## What is expected
Your answer should be the exact lines of the records, starting with the one containing "writer poisoned by" and running to the end.

Saved data entries
========================
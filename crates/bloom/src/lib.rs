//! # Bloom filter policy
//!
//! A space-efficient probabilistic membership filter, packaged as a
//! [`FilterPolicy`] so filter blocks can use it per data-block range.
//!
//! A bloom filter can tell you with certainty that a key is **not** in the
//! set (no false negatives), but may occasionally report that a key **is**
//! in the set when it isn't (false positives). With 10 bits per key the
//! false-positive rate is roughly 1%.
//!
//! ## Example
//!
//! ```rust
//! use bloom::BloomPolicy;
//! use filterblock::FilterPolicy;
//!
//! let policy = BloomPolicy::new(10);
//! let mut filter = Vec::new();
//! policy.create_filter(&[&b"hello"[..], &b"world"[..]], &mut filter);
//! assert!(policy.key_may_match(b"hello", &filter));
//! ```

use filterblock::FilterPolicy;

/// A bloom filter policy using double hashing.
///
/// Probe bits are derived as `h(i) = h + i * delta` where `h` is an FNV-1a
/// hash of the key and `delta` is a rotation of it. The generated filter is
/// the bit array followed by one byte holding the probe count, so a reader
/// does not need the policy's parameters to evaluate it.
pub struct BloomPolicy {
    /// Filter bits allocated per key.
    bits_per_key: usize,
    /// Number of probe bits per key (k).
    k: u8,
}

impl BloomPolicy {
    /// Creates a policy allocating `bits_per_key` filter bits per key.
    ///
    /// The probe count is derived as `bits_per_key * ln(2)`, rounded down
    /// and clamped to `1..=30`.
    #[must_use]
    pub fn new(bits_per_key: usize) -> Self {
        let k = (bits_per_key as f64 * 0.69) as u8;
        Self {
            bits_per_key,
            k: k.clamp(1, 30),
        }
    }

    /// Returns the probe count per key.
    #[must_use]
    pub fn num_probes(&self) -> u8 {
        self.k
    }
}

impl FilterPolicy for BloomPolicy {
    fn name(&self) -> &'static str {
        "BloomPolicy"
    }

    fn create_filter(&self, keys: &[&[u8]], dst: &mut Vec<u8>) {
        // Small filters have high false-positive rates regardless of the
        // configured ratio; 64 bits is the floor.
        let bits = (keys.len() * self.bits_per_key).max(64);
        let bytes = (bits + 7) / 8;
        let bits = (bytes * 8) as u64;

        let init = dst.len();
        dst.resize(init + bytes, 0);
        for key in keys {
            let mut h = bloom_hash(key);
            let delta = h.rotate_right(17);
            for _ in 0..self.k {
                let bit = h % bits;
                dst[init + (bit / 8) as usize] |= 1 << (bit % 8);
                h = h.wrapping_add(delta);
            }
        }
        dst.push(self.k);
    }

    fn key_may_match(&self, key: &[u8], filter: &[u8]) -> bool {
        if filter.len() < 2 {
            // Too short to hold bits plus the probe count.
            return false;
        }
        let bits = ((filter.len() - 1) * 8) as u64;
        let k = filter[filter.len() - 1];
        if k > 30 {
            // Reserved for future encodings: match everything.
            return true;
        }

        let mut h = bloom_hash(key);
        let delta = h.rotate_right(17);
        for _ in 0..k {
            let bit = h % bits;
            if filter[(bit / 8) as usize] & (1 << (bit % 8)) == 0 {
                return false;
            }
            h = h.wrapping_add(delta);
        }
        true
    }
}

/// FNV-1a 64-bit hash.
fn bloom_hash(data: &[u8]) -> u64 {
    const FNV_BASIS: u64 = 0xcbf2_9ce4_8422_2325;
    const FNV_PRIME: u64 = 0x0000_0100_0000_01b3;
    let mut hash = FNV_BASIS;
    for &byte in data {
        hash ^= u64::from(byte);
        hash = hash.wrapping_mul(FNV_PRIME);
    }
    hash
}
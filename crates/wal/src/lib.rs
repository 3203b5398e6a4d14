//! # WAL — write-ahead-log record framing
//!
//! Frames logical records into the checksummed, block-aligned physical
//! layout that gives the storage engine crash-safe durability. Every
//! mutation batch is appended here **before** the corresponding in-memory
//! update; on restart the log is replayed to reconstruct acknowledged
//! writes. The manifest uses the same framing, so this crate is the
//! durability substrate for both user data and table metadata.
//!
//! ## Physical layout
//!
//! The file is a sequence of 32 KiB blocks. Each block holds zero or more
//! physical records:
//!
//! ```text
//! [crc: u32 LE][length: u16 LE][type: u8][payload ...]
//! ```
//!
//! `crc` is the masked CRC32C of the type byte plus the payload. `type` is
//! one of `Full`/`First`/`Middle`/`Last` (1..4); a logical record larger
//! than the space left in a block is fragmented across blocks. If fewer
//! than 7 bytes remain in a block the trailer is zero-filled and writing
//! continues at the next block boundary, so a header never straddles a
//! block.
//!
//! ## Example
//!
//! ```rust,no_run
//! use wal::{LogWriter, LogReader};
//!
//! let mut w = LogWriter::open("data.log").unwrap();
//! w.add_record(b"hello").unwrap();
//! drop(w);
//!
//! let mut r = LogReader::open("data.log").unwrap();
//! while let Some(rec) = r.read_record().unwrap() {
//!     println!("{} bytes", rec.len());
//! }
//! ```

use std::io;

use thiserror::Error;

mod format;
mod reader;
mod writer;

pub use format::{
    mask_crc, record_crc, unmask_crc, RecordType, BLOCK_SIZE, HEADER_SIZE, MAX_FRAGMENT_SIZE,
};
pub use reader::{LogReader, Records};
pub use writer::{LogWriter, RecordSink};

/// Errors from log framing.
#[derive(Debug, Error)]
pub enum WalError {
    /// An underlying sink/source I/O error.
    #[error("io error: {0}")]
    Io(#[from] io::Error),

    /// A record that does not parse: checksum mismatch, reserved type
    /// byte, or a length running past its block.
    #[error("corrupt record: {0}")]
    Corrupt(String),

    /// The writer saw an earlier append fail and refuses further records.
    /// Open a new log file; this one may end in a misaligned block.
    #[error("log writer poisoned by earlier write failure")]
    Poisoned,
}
========================
## The completed task
    #[error("log writer poisoned by earlier write failure")]
    Poisoned,
}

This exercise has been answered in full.